After 18 days of intense and often fractious negotiation, world powers and Iran struck a landmark deal on July 14, 2015, to curb Iran's nuclear program in exchange for billions of dollars in relief from international sanctions — an agreement designed to avert the threat of a nuclear-armed Iran and another U.S. military intervention in the Muslim world.

The accord will keep Iran from producing enough material for an atomic weapon for at least 10 years and impose new provisions for inspections of Iranian facilities, including military sites. And it marks a dramatic break from decades of animosity between the United States and Iran, countries that alternatively call each other the "leading state sponsor of terrorism" and the "the Great Satan."
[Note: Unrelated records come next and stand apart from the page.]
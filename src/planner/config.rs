//! Planner configuration.
//!
//! Defaults:
//! - Horizon: 1095 calendar days (three years) per allocation walk
//! - Country: US, when a team declares none
//! - Epic WIP limit: 3, when a team declares none
//! - Idle below 20% role utilization, overload at 90% and above

use serde::{Deserialize, Serialize};

use crate::error::{PlanError, Result};

/// Calendar days an allocation walk may cover before giving up.
pub const DEFAULT_HORIZON_DAYS: u32 = 1095;
/// Epic WIP limit for teams that declare none.
pub const DEFAULT_WIP_LIMIT: u32 = 3;
pub const DEFAULT_COUNTRY: &str = "US";
pub const DEFAULT_IDLE_THRESHOLD_PERCENT: f64 = 20.0;
pub const DEFAULT_OVERLOAD_THRESHOLD_PERCENT: f64 = 90.0;

#[derive(Debug, Clone, PartialEq, Serialize, Deserialize)]
#[serde(default)]
pub struct PlannerConfig {
    pub horizon_days: u32,
    pub default_country: String,
    /// Statuses that count as done (case-insensitive)
    pub done_statuses: Vec<String>,
    /// Epic statuses left out of planning altogether (case-insensitive)
    pub excluded_statuses: Vec<String>,
    pub default_wip_limit: u32,
    pub idle_threshold_percent: f64,
    pub overload_threshold_percent: f64,
}

impl Default for PlannerConfig {
    fn default() -> Self {
        Self {
            horizon_days: DEFAULT_HORIZON_DAYS,
            default_country: DEFAULT_COUNTRY.to_string(),
            done_statuses: ["Done", "Closed", "Resolved", "Cancelled"]
                .iter()
                .map(|s| s.to_string())
                .collect(),
            excluded_statuses: Vec::new(),
            default_wip_limit: DEFAULT_WIP_LIMIT,
            idle_threshold_percent: DEFAULT_IDLE_THRESHOLD_PERCENT,
            overload_threshold_percent: DEFAULT_OVERLOAD_THRESHOLD_PERCENT,
        }
    }
}

impl PlannerConfig {
    pub fn with_horizon_days(mut self, days: u32) -> Self {
        self.horizon_days = days;
        self
    }

    pub fn with_default_wip_limit(mut self, limit: u32) -> Self {
        self.default_wip_limit = limit;
        self
    }

    pub fn is_done(&self, status: &str) -> bool {
        self.done_statuses.iter().any(|s| s.eq_ignore_ascii_case(status.trim()))
    }

    pub fn is_excluded(&self, status: &str) -> bool {
        self.excluded_statuses
            .iter()
            .any(|s| s.eq_ignore_ascii_case(status.trim()))
    }

    pub fn validate(&self) -> Result<()> {
        if self.horizon_days == 0 {
            return Err(PlanError::InvalidConfig("horizon_days must be positive".to_string()));
        }
        if self.default_wip_limit == 0 {
            return Err(PlanError::InvalidConfig("default_wip_limit must be positive".to_string()));
        }
        let in_range = |v: f64| (0.0..=100.0).contains(&v);
        if !in_range(self.idle_threshold_percent) || !in_range(self.overload_threshold_percent) {
            return Err(PlanError::InvalidConfig("thresholds must be within 0..=100".to_string()));
        }
        if self.idle_threshold_percent >= self.overload_threshold_percent {
            return Err(PlanError::InvalidConfig(
                "idle_threshold_percent must be below overload_threshold_percent".to_string(),
            ));
        }
        Ok(())
    }
}
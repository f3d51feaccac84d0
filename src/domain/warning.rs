//! Planning warnings
//!
//! Everything the planner can degrade around ends up here rather than as an
//! error. Warnings are append-only and attached to the final result.

use serde::{Deserialize, Serialize};
use std::fmt;

#[derive(Debug, Clone, Copy, PartialEq, Eq, PartialOrd, Ord, Hash, Serialize, Deserialize)]
#[serde(rename_all = "SCREAMING_SNAKE_CASE")]
pub enum WarningKind {
    NoEstimate,
    NoCapacity,
    CircularDependency,
    Flagged,
}

impl fmt::Display for WarningKind {
    fn fmt(&self, f: &mut fmt::Formatter<'_>) -> fmt::Result {
        let s = match self {
            WarningKind::NoEstimate => "NO_ESTIMATE",
            WarningKind::NoCapacity => "NO_CAPACITY",
            WarningKind::CircularDependency => "CIRCULAR_DEPENDENCY",
            WarningKind::Flagged => "FLAGGED",
        };
        f.write_str(s)
    }
}

#[derive(Debug, Clone, PartialEq, Eq, Serialize, Deserialize)]
#[serde(rename_all = "camelCase")]
pub struct PlanningWarning {
    pub item_key: String,
    pub kind: WarningKind,
    pub message: String,
}

impl PlanningWarning {
    pub fn new(item_key: impl Into<String>, kind: WarningKind, message: impl Into<String>) -> Self {
        Self {
            item_key: item_key.into(),
            kind,
            message: message.into(),
        }
    }
}

impl fmt::Display for PlanningWarning {
    fn fmt(&self, f: &mut fmt::Formatter<'_>) -> fmt::Result {
        write!(f, "[{}] {}: {}", self.kind, self.item_key, self.message)
    }
}

#[cfg(test)]
mod tests {
    use super::*;

    #[test]
    fn test_warning_kind_serde() {
        let json = serde_json::to_string(&WarningKind::CircularDependency).unwrap();
        assert_eq!(json, "\"CIRCULAR_DEPENDENCY\"");
    }

    #[test]
    fn test_warning_display() {
        let w = PlanningWarning::new("P-1", WarningKind::NoCapacity, "no active QA");
        assert_eq!(w.to_string(), "[NO_CAPACITY] P-1: no active QA");
    }
}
The deal "is not built on trust, it is built on verification," President Barack Obama declared from the White House.

He spoke moments after the formal announcement of the so-called Joint Comprehensive Plan of Action, whose completion comes after more than two weeks of furious diplomacy during which negotiators blew through three self-imposed deadlines. The top American and Iranian diplomats both threatened at points to walk away from the talks.

On July 14, 2015, in Vienna, however, all sides hailed the outcome. Announcing the accord, Federica Mogherini, the European Union's foreign policy chief, said diplomats "delivered on what the world was hoping for — a shared commitment to peace and to join our hands to make our world safer." The deal, she said, ensures that Iran's nuclear program "will be exclusively peaceful." (AP)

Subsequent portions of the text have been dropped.